La Cámara de Industrias de Guayaquil y la Federación Ecuatoriana de Exportadores (Fedexpor) emitieron una declaración conjunta para expresar su rechazo a la decisión del Gobierno de Daniel Noboa de aumentar los aranceles del 30 % al 50 % a productos provenientes de Colombia.
El comunicado advierte que la escalada comercial amenaza la sostenibilidad del empleo formal y la continuidad de empresas que durante décadas han consolidado su actividad en el intercambio bilateral, poniendo en riesgo al menos 40.000 puestos de trabajo en Ecuador. En consecuencia, pidieron a Noboa retomar las conversaciones con Bogotá y evitar que se agudice la crisis.
Colombia representa el quinto destino más importante de las exportaciones no petroleras ecuatorianas, con envíos superiores a 65 millones de dólares mensuales.
Según los gremios, los aranceles de Noboa y la consiguiente respuesta de Colombia —que incluye la suspensión por Bogotá de la venta de electricidad a Quito— ya genera efectos negativos como la suspensión de contratos por parte de compradores colombianos, incremento de costos logísticos y un clima de incertidumbre que afecta directamente a productores, exportadores y trabajadores de toda la cadena productiva.

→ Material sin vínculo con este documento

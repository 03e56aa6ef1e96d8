use rusqlite::{params, Connection, Row};

use super::models::{Payment, PaymentStatus};
use super::new_id;

const PAYMENT_COLUMNS: &str =
    "id, order_id, amount, currency, method, payment_id, status, created_at, updated_at";

/// How many payments the recent listing returns.
pub const RECENT_LIMIT: usize = 10;

fn payment_from_row(row: &Row<'_>) -> rusqlite::Result<Payment> {
    Ok(Payment {
        id: row.get(0)?,
        order_id: row.get(1)?,
        amount: row.get(2)?,
        currency: row.get(3)?,
        method: row.get(4)?,
        payment_id: row.get(5)?,
        status: row.get(6)?,
        created_at: row.get(7)?,
        updated_at: row.get(8)?,
    })
}

pub fn insert_pending(
    conn: &Connection,
    order_id: &str,
    amount: i64,
    currency: &str,
    method: &str,
) -> rusqlite::Result<Payment> {
    let id = new_id();
    conn.execute(
        "INSERT INTO payments (id, order_id, amount, currency, method, status)
         VALUES (?1, ?2, ?3, ?4, ?5, ?6)",
        params![id, order_id, amount, currency, method, PaymentStatus::Pending],
    )?;
    conn.query_row(
        &format!("SELECT {} FROM payments WHERE id = ?1", PAYMENT_COLUMNS),
        params![id],
        payment_from_row,
    )
}

/// Record the verification outcome for an order. Returns false when no
/// payment carries that order id.
pub fn settle(
    conn: &Connection,
    order_id: &str,
    status: PaymentStatus,
    payment_id: Option<&str>,
) -> rusqlite::Result<bool> {
    let updated = conn.execute(
        "UPDATE payments SET
            status = ?2,
            payment_id = COALESCE(?3, payment_id),
            updated_at = datetime('now')
         WHERE order_id = ?1",
        params![order_id, status, payment_id],
    )?;
    Ok(updated > 0)
}

/// Mark an order failed, but only while it is still pending. A settled
/// payment is never downgraded.
pub fn fail_pending(conn: &Connection, order_id: &str) -> rusqlite::Result<bool> {
    let updated = conn.execute(
        "UPDATE payments SET status = ?2, updated_at = datetime('now')
         WHERE order_id = ?1 AND status = ?3",
        params![order_id, PaymentStatus::Failed, PaymentStatus::Pending],
    )?;
    Ok(updated > 0)
}

pub fn recent(conn: &Connection) -> rusqlite::Result<Vec<Payment>> {
    let mut stmt = conn.prepare(&format!(
        "SELECT {} FROM payments ORDER BY created_at DESC, rowid DESC LIMIT ?1",
        PAYMENT_COLUMNS
    ))?;
    let payments = stmt
        .query_map(params![RECENT_LIMIT as i64], payment_from_row)?
        .collect::<Result<Vec<_>, _>>()?;
    Ok(payments)
}

#[cfg(test)]
mod tests {
    use super::*;
    use crate::db::test_conn;

    #[test]
    fn pending_then_paid() {
        let conn = test_conn();
        let payment = insert_pending(&conn, "order_1", 50000, "INR", "razorpay").unwrap();
        assert_eq!(payment.status, PaymentStatus::Pending);
        assert!(payment.payment_id.is_none());

        assert!(settle(&conn, "order_1", PaymentStatus::Paid, Some("pay_1")).unwrap());
        let stored = &recent(&conn).unwrap()[0];
        assert_eq!(stored.status, PaymentStatus::Paid);
        assert_eq!(stored.payment_id.as_deref(), Some("pay_1"));

        assert!(!settle(&conn, "order_missing", PaymentStatus::Failed, None).unwrap());
    }

    #[test]
    fn fail_pending_leaves_paid_orders_alone() {
        let conn = test_conn();
        insert_pending(&conn, "order_1", 100, "INR", "razorpay").unwrap();
        insert_pending(&conn, "order_2", 100, "INR", "razorpay").unwrap();
        settle(&conn, "order_1", PaymentStatus::Paid, Some("pay_1")).unwrap();

        assert!(!fail_pending(&conn, "order_1").unwrap());
        assert!(fail_pending(&conn, "order_2").unwrap());

        let payments = recent(&conn).unwrap();
        let status_of = |order: &str| {
            payments
                .iter()
                .find(|p| p.order_id == order)
                .map(|p| p.status)
                .unwrap()
        };
        assert_eq!(status_of("order_1"), PaymentStatus::Paid);
        assert_eq!(status_of("order_2"), PaymentStatus::Failed);
    }

    #[test]
    fn duplicate_order_ids_rejected() {
        let conn = test_conn();
        insert_pending(&conn, "order_1", 100, "INR", "razorpay").unwrap();
        assert!(insert_pending(&conn, "order_1", 100, "INR", "razorpay").is_err());
    }

    #[test]
    fn recent_caps_at_limit() {
        let conn = test_conn();
        for i in 0..12 {
            insert_pending(&conn, &format!("order_{}", i), 100, "INR", "razorpay").unwrap();
        }
        let payments = recent(&conn).unwrap();
        assert_eq!(payments.len(), RECENT_LIMIT);
        assert_eq!(payments[0].order_id, "order_11");
    }
}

Fedexpor aseguró que el aumento de aranceles no resuelve los desafíos de seguridad fronteriza y, en cambio, perjudica el comercio formal, dejando a los puestos de trabajo vulnerables frente a actividades ilegales y al contrabando.
Por su parte, la Federación Ecuatoriana de Exportadores insistió en la necesidad de reforzar los controles y la cooperación entre ambos países para enfrentar la delincuencia, y afirmó que la manera más eficiente de garantizar la seguridad es preservar un comercio formal, libre y transparente.

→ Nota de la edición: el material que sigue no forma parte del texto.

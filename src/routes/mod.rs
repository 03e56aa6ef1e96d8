pub mod admin;
pub mod donations;
pub mod location;
pub mod media;
pub mod member;
pub mod notice_comments;
pub mod notices;
pub mod payments;
pub mod registration;
pub mod report_comments;
pub mod reports;

use axum::Router;
use serde::Deserialize;

use crate::auth::password::verify_password;
use crate::db::accounts::{self, AccountKind};
use crate::db::models::Credentials;
use crate::error::{AppError, AppResult};
use crate::state::AppState;

#[derive(Deserialize)]
pub struct LoginBody {
    pub email: Option<String>,
    pub password: Option<String>,
}

/// Every API route, ready for state and layers.
pub fn router() -> Router<AppState> {
    Router::new()
        .merge(location::router())
        .merge(registration::router())
        .merge(member::router())
        .merge(admin::router())
        .merge(reports::router())
        .merge(report_comments::router())
        .merge(notices::router())
        .merge(notice_comments::router())
        .merge(donations::router())
        .merge(payments::router())
        .merge(media::router())
}

/// Trimmed, non-empty value of an optional body field.
pub(crate) fn present(value: &Option<String>) -> Option<&str> {
    value.as_deref().map(str::trim).filter(|v| !v.is_empty())
}

/// Check an email/password pair against one account table. Unknown email
/// and wrong password are indistinguishable to the caller.
pub(crate) fn authenticate(
    state: &AppState,
    kind: AccountKind,
    body: &LoginBody,
) -> AppResult<Credentials> {
    let password = body.password.as_deref().filter(|p| !p.is_empty());
    let (Some(email), Some(password)) = (present(&body.email), password) else {
        return Err(AppError::validation("All fields are required"));
    };

    let conn = state.db.get()?;
    let credentials = accounts::credentials_by_email(&conn, kind, email)?
        .ok_or(AppError::InvalidCredentials)?;
    if !verify_password(password, &credentials.password_hash) {
        tracing::warn!("Failed {:?} login for {}", kind, email);
        return Err(AppError::InvalidCredentials);
    }
    Ok(credentials)
}

#[cfg(test)]
mod tests {
    use super::*;

    #[test]
    fn present_ignores_blank() {
        assert_eq!(present(&Some(" a ".into())), Some("a"));
        assert_eq!(present(&Some("  ".into())), None);
        assert_eq!(present(&None), None);
    }
}
pub mod password;
pub mod tokens;

pub use tokens::{Claims, Role, TokenKeys};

En la declaración, los gremios instan a ambos Gobiernos a reanudar de manera inmediata las conversaciones al más alto nivel, con el objetivo de suspender los aranceles y establecer un mecanismo que garantice mayor seguridad en la frontera.
El impacto en el sector transporte también es significativo. Carlos Bastidas, presidente de la Asociación de Transporte Pesado de Carchi, aseguró que la medida redujo el trabajo en un 95 %, generando pérdidas inmediatas para transportistas y empresas logísticas. Anunció protestas si el Gobierno de Noboa no gestiona de manera adecuada la crisis.

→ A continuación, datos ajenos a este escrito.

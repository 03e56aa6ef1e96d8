pub mod accounts;
pub mod donations;
pub mod locations;
pub mod models;
pub mod notices;
pub mod payments;
pub mod reports;
pub mod votes;

use r2d2::Pool;
use r2d2_sqlite::SqliteConnectionManager;
use rusqlite::params;
use std::path::Path;

use crate::state::DbPool;

pub const MIGRATIONS: &[(&str, &str)] = &[(
    "001_initial",
    include_str!("../../migrations/001_initial.sql"),
)];

/// Per-connection settings; `foreign_keys` does not persist across connections.
const CONNECTION_PRAGMAS: &str = "
    PRAGMA foreign_keys = ON;
    PRAGMA busy_timeout = 5000;
";

pub fn create_pool(db_path: &Path) -> anyhow::Result<DbPool> {
    // Ensure parent directory exists
    if let Some(parent) = db_path.parent() {
        std::fs::create_dir_all(parent)?;
    }

    let manager = SqliteConnectionManager::file(db_path)
        .with_init(|conn| conn.execute_batch(CONNECTION_PRAGMAS));
    let pool = Pool::builder().max_size(8).build(manager)?;

    let conn = pool.get()?;
    conn.execute_batch(
        "
        PRAGMA journal_mode = WAL;
        PRAGMA synchronous = NORMAL;
        ",
    )?;

    Ok(pool)
}

pub fn run_migrations(pool: &DbPool) -> anyhow::Result<()> {
    let conn = pool.get()?;

    conn.execute_batch(
        "CREATE TABLE IF NOT EXISTS schema_version (
            name TEXT PRIMARY KEY,
            applied_at TEXT NOT NULL DEFAULT (datetime('now'))
        );",
    )?;

    for (name, sql) in MIGRATIONS {
        let already_applied: bool = conn.query_row(
            "SELECT COUNT(*) > 0 FROM schema_version WHERE name = ?1",
            params![name],
            |row| row.get(0),
        )?;

        if !already_applied {
            tracing::info!("Applying migration: {}", name);
            conn.execute_batch(sql)?;
            conn.execute(
                "INSERT INTO schema_version (name) VALUES (?1)",
                params![name],
            )?;
        }
    }

    tracing::info!("Database migrations complete");
    Ok(())
}

pub fn new_id() -> String {
    uuid::Uuid::now_v7().to_string()
}

/// Single-connection in-memory database with the schema applied.
#[cfg(test)]
pub(crate) fn test_conn() -> rusqlite::Connection {
    let conn = rusqlite::Connection::open_in_memory().unwrap();
    conn.execute_batch(CONNECTION_PRAGMAS).unwrap();
    for (_, sql) in MIGRATIONS {
        conn.execute_batch(sql).unwrap();
    }
    conn
}
use async_trait::async_trait;

use super::{GatewayError, GatewayOrder, OrderRequest, PaymentGateway};
use crate::config::PaymentConfig;

/// Razorpay orders API client.
pub struct RazorpayGateway {
    client: reqwest::Client,
    api_base: String,
    key_id: Option<String>,
    key_secret: Option<String>,
}

impl RazorpayGateway {
    pub fn new(config: &PaymentConfig) -> Self {
        Self {
            client: reqwest::Client::new(),
            api_base: config.api_base.trim_end_matches('/').to_string(),
            key_id: config.key_id.clone(),
            key_secret: config.key_secret.clone(),
        }
    }
}

#[async_trait]
impl PaymentGateway for RazorpayGateway {
    async fn create_order(&self, request: &OrderRequest) -> Result<GatewayOrder, GatewayError> {
        let (Some(key_id), Some(key_secret)) = (&self.key_id, &self.key_secret) else {
            return Err(GatewayError::NotConfigured);
        };

        let raw: serde_json::Value = self
            .client
            .post(format!("{}/orders", self.api_base))
            .basic_auth(key_id, Some(key_secret))
            .json(request)
            .send()
            .await?
            .error_for_status()?
            .json()
            .await?;

        parse_order(raw)
    }
}

fn parse_order(raw: serde_json::Value) -> Result<GatewayOrder, GatewayError> {
    let id = raw["id"]
        .as_str()
        .ok_or_else(|| GatewayError::InvalidResponse("order has no id".into()))?
        .to_string();
    let amount = raw["amount"]
        .as_i64()
        .ok_or_else(|| GatewayError::InvalidResponse("order has no amount".into()))?;
    Ok(GatewayOrder { id, amount, raw })
}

La tensión comercial comenzó el 21 de enero, cuando Noboa implementó un gravamen del 30 % a productos colombianos, bajo el argumento de la falta de medidas efectivas de Colombia contra el crimen organizado y el narcotráfico en la frontera. En respuesta, Bogotá adoptó aranceles sobre 73 productos ecuatorianos y restringió el ingreso por vía terrestre de productos como arroz, camarón, banano y hortalizas, además de cortar el suministro de electricidad a Ecuador.